### ASSIGNMENT
Each record needs to be echoed exactly; can you do that?

Source records:

+++

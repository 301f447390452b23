//! Navigation bar with page links and language buttons.

use folio_content::Language;
use maud::html;

use crate::core::actions::PageAction;
use crate::render::RenderContext;
use crate::render::html::action_button;

const PAGES: [(&str, &str); 5] = [
    ("index.html", "navbar.home"),
    ("about.html", "navbar.about"),
    ("projects.html", "navbar.projects"),
    ("publications.html", "navbar.publications"),
    ("contact.html", "navbar.contact"),
];

/// Render the navbar; one switch button per language the table carries.
#[must_use]
pub fn render_navbar(ctx: &RenderContext<'_>) -> String {
    let languages = Language::all()
        .into_iter()
        .filter(|language| ctx.table.contains(*language));
    html! {
        nav class="navbar navbar-expand-lg navbar-dark bg-dark" {
            div class="container-fluid" {
                a class="navbar-brand fw-bold" href="index.html" { (ctx.t("navbar.brand")) }
                button class="navbar-toggler" type="button" data-bs-toggle="collapse"
                    data-bs-target="#navbarNav" aria-controls="navbarNav"
                    aria-expanded="false" aria-label="Toggle navigation" {
                    span class="navbar-toggler-icon" {}
                }
                div class="collapse navbar-collapse" id="navbarNav" {
                    ul class="navbar-nav mx-auto" {
                        @for (href, key) in PAGES {
                            li class="nav-item" {
                                a class="nav-link" href=(href) { (ctx.t(key)) }
                            }
                        }
                    }
                    div class="d-flex gap-2" {
                        @for language in languages {
                            (action_button(
                                &PageAction::SetLanguage(language.code().to_string()),
                                if language == ctx.language {
                                    "btn btn-sm btn-light"
                                } else {
                                    "btn btn-sm btn-outline-light"
                                },
                                language.label(),
                            ))
                        }
                    }
                }
            }
        }
    }
    .into_string()
}
//! Seams between the page controller and the browser.
//!
//! # Design
//! - The controller only talks to these traits, so it runs natively in tests
//!   and in the preview command.
//! - Everything is single-threaded: futures are `?Send` and methods take `&self`
//!   because DOM handles are shared, not owned.

use async_trait::async_trait;
use serde_json::Value;

use crate::core::error::SourceError;

/// Persistent key/value storage for the language preference.
pub trait PreferenceStore {
    /// Read a stored value.
    fn load(&self, key: &str) -> Option<String>;
    /// Persist a value; failures are logged by the implementation.
    fn store(&self, key: &str, value: &str);
}

/// Asynchronous JSON resource loader.
#[async_trait(?Send)]
pub trait ContentSource {
    /// Fetch and decode the JSON document at `path`.
    async fn fetch_json(&self, path: &str) -> Result<Value, SourceError>;
}

/// The DOM operations the controller needs.
pub trait Document {
    /// Whether a slot with this identifier exists on the page.
    fn has_slot(&self, id: &str) -> bool;
    /// Replace a slot's markup; returns `false` when the slot is absent.
    fn replace_slot(&self, id: &str, html: &str) -> bool;
    /// Current markup of a slot.
    fn slot_html(&self, id: &str) -> Option<String>;
    /// Set `document.title`.
    fn set_title(&self, title: &str);
    /// Set the `lang` attribute of the root element.
    fn set_lang(&self, code: &str);
    /// Rewrite every element carrying `attribute` with `resolve(key)`.
    fn translate_elements(&self, attribute: &str, resolve: &dyn Fn(&str) -> String);
}

/// Where a translated string lands on an element.
#[derive(Clone, Copy, Debug, PartialEq, Eq)]
pub enum TextTarget {
    /// `placeholder` attribute (form fields).
    Placeholder,
    /// Text content.
    Text,
}

impl TextTarget {
    /// Target for an element tag name (case-insensitive).
    #[must_use]
    pub fn for_tag(tag: &str) -> Self {
        if tag.eq_ignore_ascii_case("input") || tag.eq_ignore_ascii_case("textarea") {
            Self::Placeholder
        } else {
            Self::Text
        }
    }
}

#[cfg(test)]
mod tests {
    use super::*;

    #[test]
    fn form_fields_receive_placeholders() {
        assert_eq!(TextTarget::for_tag("INPUT"), TextTarget::Placeholder);
        assert_eq!(TextTarget::for_tag("textarea"), TextTarget::Placeholder);
        assert_eq!(TextTarget::for_tag("SPAN"), TextTarget::Text);
        assert_eq!(TextTarget::for_tag("select"), TextTarget::Text);
    }
}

+++

### OUTPUT OF THE EXERCISE
repository 301f447390452b23
//! Navigation bar with page links and language buttons.

use folio_content::Language;
use maud::html;

use crate::core::actions::PageAction;
use crate::render::RenderContext;
use crate::render::html::action_button;

const PAGES: [(&str, &str); 5] = [
    ("index.html", "navbar.home"),
    ("about.html", "navbar.about"),
    ("projects.html", "navbar.projects"),
    ("publications.html", "navbar.publications"),
    ("contact.html", "navbar.contact"),
];

/// Render the navbar; one switch button per language the table carries.
#[must_use]
pub fn render_navbar(ctx: &RenderContext<'_>) -> String {
    let languages = Language::all()
        .into_iter()
        .filter(|language| ctx.table.contains(*language));
    html! {
        nav class="navbar navbar-expand-lg navbar-dark bg-dark" {
            div class="container-fluid" {
                a class="navbar-brand fw-bold" href="index.html" { (ctx.t("navbar.brand")) }
                button class="navbar-toggler" type="button" data-bs-toggle="collapse"
                    data-bs-target="#navbarNav" aria-controls="navbarNav"
                    aria-expanded="false" aria-label="Toggle navigation" {
                    span class="navbar-toggler-icon" {}
                }
                div class="collapse navbar-collapse" id="navbarNav" {
                    ul class="navbar-nav mx-auto" {
                        @for (href, key) in PAGES {
                            li class="nav-item" {
                                a class="nav-link" href=(href) { (ctx.t(key)) }
                            }
                        }
                    }
                    div class="d-flex gap-2" {
                        @for language in languages {
                            (action_button(
                                &PageAction::SetLanguage(language.code().to_string()),
                                if language == ctx.language {
                                    "btn btn-sm btn-light"
                                } else {
                                    "btn btn-sm btn-outline-light"
                                },
                                language.label(),
                            ))
                        }
                    }
                }
            }
        }
    }
    .into_string()
}
//! Seams between the page controller and the browser.
//!
//! # Design
//! - The controller only talks to these traits, so it runs natively in tests
//!   and in the preview command.
//! - Everything is single-threaded: futures are `?Send` and methods take `&self`
//!   because DOM handles are shared, not owned.

use async_trait::async_trait;
use serde_json::Value;

use crate::core::error::SourceError;

/// Persistent key/value storage for the language preference.
pub trait PreferenceStore {
    /// Read a stored value.
    fn load(&self, key: &str) -> Option<String>;
    /// Persist a value; failures are logged by the implementation.
    fn store(&self, key: &str, value: &str);
}

/// Asynchronous JSON resource loader.
#[async_trait(?Send)]
pub trait ContentSource {
    /// Fetch and decode the JSON document at `path`.
    async fn fetch_json(&self, path: &str) -> Result<Value, SourceError>;
}

/// The DOM operations the controller needs.
pub trait Document {
    /// Whether a slot with this identifier exists on the page.
    fn has_slot(&self, id: &str) -> bool;
    /// Replace a slot's markup; returns `false` when the slot is absent.
    fn replace_slot(&self, id: &str, html: &str) -> bool;
    /// Current markup of a slot.
    fn slot_html(&self, id: &str) -> Option<String>;
    /// Set `document.title`.
    fn set_title(&self, title: &str);
    /// Set the `lang` attribute of the root element.
    fn set_lang(&self, code: &str);
    /// Rewrite every element carrying `attribute` with `resolve(key)`.
    fn translate_elements(&self, attribute: &str, resolve: &dyn Fn(&str) -> String);
}

/// Where a translated string lands on an element.
#[derive(Clone, Copy, Debug, PartialEq, Eq)]
pub enum TextTarget {
    /// `placeholder` attribute (form fields).
    Placeholder,
    /// Text content.
    Text,
}

impl TextTarget {
    /// Target for an element tag name (case-insensitive).
    #[must_use]
    pub fn for_tag(tag: &str) -> Self {
        if tag.eq_ignore_ascii_case("input") || tag.eq_ignore_ascii_case("textarea") {
            Self::Placeholder
        } else {
            Self::Text
        }
    }
}

#[cfg(test)]
mod tests {
    use super::*;

    #[test]
    fn form_fields_receive_placeholders() {
        assert_eq!(TextTarget::for_tag("INPUT"), TextTarget::Placeholder);
        assert_eq!(TextTarget::for_tag("textarea"), TextTarget::Placeholder);
        assert_eq!(TextTarget::for_tag("SPAN"), TextTarget::Text);
        assert_eq!(TextTarget::for_tag("select"), TextTarget::Text);
    }
}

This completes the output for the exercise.